Großhandelskonditionen

Gutachten: Maximal 37,80 Euro Rabatt für Apotheken Alexander Müller, 01.07.2019 10:39 Uhr

Berlin - Wenn der Gesetzgeber gewollt hätte, dass die Großhändler den Apothekern Skonto zusätzlich zum Höchstrabatt geben dürfen, hätte er es ins Gesetz schreiben müssen. Das ist die Kernaussage jenes Rechtsgutachtens, dass der Großhandelsverband Phagro vor Monaten in Auftrag gegeben hat, um in der Konditionendebatte die Deutungshoheit zu haben. Die Autoren haben aber noch eine unangenehme Überraschung parat: Bei Hochpreisern dürfen die Apotheken demnach maximal 37,80 Euro Rabatt erhalten.

Mit dem Terminstellenservicegesetz (TSVG) hat der Gesetzgeber auf das Skonto-Urteil des Bundesgerichtshofs (BGH) reagiert. Damit wurde klargestellt, dass der pauschale Honoraranteil von 70 Cent nicht an die Apotheken weitergegeben werden darf, sondern Rabatte nur aus dem variablen Teil von 3,15 Prozent zulässig sind. Umstritten ist seitdem aber weiterhin, ob der Deckel auch Skonti einschließt. Selbst unter den beteiligten Ministerien und zwischen den Koalitionsfraktionen gab es hierzu unterschiedliche Auffassungen.

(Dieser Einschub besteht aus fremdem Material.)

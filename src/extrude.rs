//! **Extrusion of tessellated glyphs into solid letterforms**
//!
//! Every glyph contributes two geometry blocks:
//!
//! - **Caps**: the tessellated face twice, front copy at `z = 0` then back copy at
//!   `z = −depth`, at the same 2D positions.
//! - **Walls**: per contour, its front ring (`z = 0`) then its back ring (`z = −depth`),
//!   stitched edge by edge with two triangles per edge.
//!
//! ## **Winding**
//! Tessellations arrive clockwise (y up). Front-cap triangles are emitted reversed
//! `(2, 1, 0)` so they face `+z`, back-cap triangles as `(0, 1, 2)` so they face `−z`.
//! For contour edge `i → i+1` of a ring of `n` points:
//! ```text
//! i0 = i          i1 = (i + 1) mod n
//! i2 = i + n      i3 = (i + 1) mod n + n
//! triangles (i0, i1, i2) and (i1, i3, i2)
//! ```
//! which faces outward for clockwise outer contours and counter-clockwise holes, the
//! winding [`FlatGlyph::tessellate`](crate::glyph::FlatGlyph::tessellate) leaves them in.
//!
//! ## **Texture coordinates**
//! `u` remaps `x` from `[min_x, max_x]` of the text bounds to `[0, 1]` and `v` remaps
//! `y` from `[min_y, max_y]` to `[1, 0]`.
//!
//! Indices in an [`ExtrudedGlyph`] are local to its cap block and wall block; the
//! assembler adds the running base-vertex offsets.

use crate::float_types::{EPSILON, Real};
use crate::glyph::TessellatedGlyph;
use crate::mesh::MeshVertex;
use geo::Rect;

/// Vertex and index counts needed for a set of glyphs.
///
/// `index_count` reserves `6 × (n + 1)` wall indices per contour of `n` points,
/// one wall quad more than is ever written; the emitted mesh holds `6 × n`.
#[derive(Debug, Clone, Copy, Default, PartialEq, Eq)]
pub struct BufferSizing {
    pub vertex_count: usize,
    pub index_count: usize,
}

impl BufferSizing {
    pub fn for_glyph(glyph: &TessellatedGlyph) -> Self {
        let mut vertex_count = 2 * glyph.tessellation.vertices.len();
        let mut index_count = 2 * glyph.tessellation.indices.len();
        for contour in &glyph.contours {
            vertex_count += 2 * contour.len();
            index_count += 6 * (contour.len() + 1);
        }
        BufferSizing {
            vertex_count,
            index_count,
        }
    }

    pub fn for_glyphs(glyphs: &[TessellatedGlyph]) -> Self {
        glyphs
            .iter()
            .map(Self::for_glyph)
            .fold(BufferSizing::default(), |acc, s| BufferSizing {
                vertex_count: acc.vertex_count + s.vertex_count,
                index_count: acc.index_count + s.index_count,
            })
    }
}

/// The extruded geometry of one glyph, with block-local indices.
#[derive(Debug, Clone, Default, PartialEq)]
pub struct ExtrudedGlyph {
    pub index: usize,
    /// Front cap copy followed by back cap copy.
    pub cap_vertices: Vec<MeshVertex>,
    /// Indices into `cap_vertices`.
    pub cap_indices: Vec<u32>,
    /// Front ring then back ring, contour after contour.
    pub wall_vertices: Vec<MeshVertex>,
    /// Indices into `wall_vertices`.
    pub wall_indices: Vec<u32>,
}

impl ExtrudedGlyph {
    pub fn vertex_count(&self) -> usize {
        self.cap_vertices.len() + self.wall_vertices.len()
    }

    pub fn index_count(&self) -> usize {
        self.cap_indices.len() + self.wall_indices.len()
    }
}

/// Remap `t` from `[a, b]` to `[c, d]`; a degenerate source range maps to `c`.
#[inline]
fn remap(a: Real, b: Real, c: Real, d: Real, t: Real) -> Real {
    let span = b - a;
    if span.abs() <= EPSILON {
        return c;
    }
    c + (t - a) / span * (d - c)
}

/// Texture coordinate of `(x, y)` within the text bounds.
pub fn uv_for(x: Real, y: Real, bounds: &Rect<Real>) -> [Real; 2] {
    let (min, max) = (bounds.min(), bounds.max());
    [
        remap(min.x, max.x, 0.0, 1.0, x),
        remap(min.y, max.y, 1.0, 0.0, y),
    ]
}

fn vertex_at(x: Real, y: Real, z: Real, bounds: &Rect<Real>) -> MeshVertex {
    MeshVertex::new([x, y, z], uv_for(x, y, bounds))
}

/// Extrude one tessellated glyph to `depth` behind the `z = 0` plane.
pub fn extrude_glyph(glyph: &TessellatedGlyph, bounds: &Rect<Real>, depth: Real) -> ExtrudedGlyph {
    let tess = &glyph.tessellation;
    let face_len = tess.vertices.len() as u32;

    let mut cap_vertices = Vec::with_capacity(2 * tess.vertices.len());
    for z in [0.0, -depth] {
        cap_vertices.extend(tess.vertices.iter().map(|p| vertex_at(p.x, p.y, z, bounds)));
    }

    let mut cap_indices = Vec::with_capacity(2 * tess.indices.len());
    for tri in tess.indices.chunks_exact(3) {
        cap_indices.extend_from_slice(&[tri[2], tri[1], tri[0]]);
    }
    for tri in tess.indices.chunks_exact(3) {
        cap_indices.extend_from_slice(&[tri[0] + face_len, tri[1] + face_len, tri[2] + face_len]);
    }

    let ring_points = glyph.ring_point_count();
    let mut wall_vertices = Vec::with_capacity(2 * ring_points);
    let mut wall_indices = Vec::with_capacity(6 * ring_points);
    let mut base = 0u32;
    for contour in &glyph.contours {
        let points = contour.points();
        for z in [0.0, -depth] {
            wall_vertices.extend(points.iter().map(|p| vertex_at(p.x, p.y, z, bounds)));
        }

        let n = points.len() as u32;
        for i in 0..n {
            let i0 = i;
            let i1 = (i + 1) % n;
            let i2 = i + n;
            let i3 = (i + 1) % n + n;
            wall_indices.extend_from_slice(&[
                base + i0,
                base + i1,
                base + i2,
                base + i1,
                base + i3,
                base + i2,
            ]);
        }
        base += 2 * n;
    }

    ExtrudedGlyph {
        index: glyph.index,
        cap_vertices,
        cap_indices,
        wall_vertices,
        wall_indices,
    }
}

impl TessellatedGlyph {
    /// Extrude this glyph, see [`extrude_glyph`].
    pub fn extrude(&self, bounds: &Rect<Real>, depth: Real) -> ExtrudedGlyph {
        extrude_glyph(self, bounds, depth)
    }
}

#[cfg(test)]
mod tests {
    use super::*;
    use geo::Coord;

    #[test]
    fn remap_maps_range_endpoints() {
        assert_eq!(remap(2.0, 4.0, 0.0, 1.0, 2.0), 0.0);
        assert_eq!(remap(2.0, 4.0, 0.0, 1.0, 4.0), 1.0);
        assert_eq!(remap(2.0, 4.0, 1.0, 0.0, 3.0), 0.5);
    }

    #[test]
    fn remap_degenerate_range_returns_lower_target() {
        assert_eq!(remap(3.0, 3.0, 0.25, 1.0, 3.0), 0.25);
    }

    #[test]
    fn uv_flips_v() {
        let bounds = Rect::new(Coord { x: 0.0, y: 0.0 }, Coord { x: 10.0, y: 2.0 });
        assert_eq!(uv_for(0.0, 0.0, &bounds), [0.0, 1.0]);
        assert_eq!(uv_for(10.0, 2.0, &bounds), [1.0, 0.0]);
        assert_eq!(uv_for(5.0, 1.0, &bounds), [0.5, 0.5]);
    }

    #[test]
    fn zero_height_bounds_pin_v() {
        let bounds = Rect::new(Coord { x: 0.0, y: 1.0 }, Coord { x: 4.0, y: 1.0 });
        assert_eq!(uv_for(2.0, 1.0, &bounds), [0.5, 1.0]);
    }
}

Der Phagro vertritt die Position, dass Skonto und Rabatt gleich zu behandeln sind und daher in Summe nicht über 3,15 Prozent liegen dürfen. Gestützt wird diese Auffassung von einem Gutachten, das der Phagro bei der Kanzlei Gleiss Lutz in Auftrag gegeben hatte. Das Werk wurde zunächst nur den Mitgliedsfirmen zur Verfügung gestellt. Jetzt erscheint der Aufsatz der Rechtsanwälte Dr. Reimar Buchner und Dr. Enno Burk im juristischen Fachblatt „Wettbewerb in Recht und Praxis“.

Der BGH hatte in seinem Urteil vom 5. Oktober 2017 festgestellt, dass es im Gesetz keine Preisuntergrenze gibt, die Großhändler also auch ihre gesamte Marge an die Apotheken weitergeben dürften. Zwar erkannte der Senat die Regelungsabsicht des Gesetzgebers, die 70 Cent von Rabatten auszunehmen, der Wortlaut gebe das aber nicht her – und nur auf diesen komme es an. Konkret ging es um die Formulierung, dass der Großhandel die gesetzlichen Zuschläge erheben „darf“ – und nicht „muss“.

Gleiss Lutz argumentiert, dass die Wortlautauslegung keineswegs „objektiv zwingend“ war, da sich die Formulierung „darf“ statt „muss“ nur auf den prozentualen Zuschlag bezogen habe und sowohl vom Festzuschlag als auch der Umsatzsteuer durch das Wort „zuzüglich“ abgetrennt gewesen sei: „Die Unterscheidung zwischen dem fakultativen variablen Zuschlag einerseits und dem Festzuschlag (bei dem die Erhebungspflicht bereits aus dem Wortsinn folgt) und der Umsatzsteuer andererseits kam deshalb auch nach der bisherigen Fassung bereits im Wortlaut zum Ausdruck.“ Hätte man die Vorschrift im Wortlaut anders interpretieren wollen, hätte dem Großhandel also auch ein Verzicht auf die Umsatzsteuer freigestanden, „was wohl auch vom BGH nicht gewollt war, in der Entscheidung aber nicht erörtert wird“.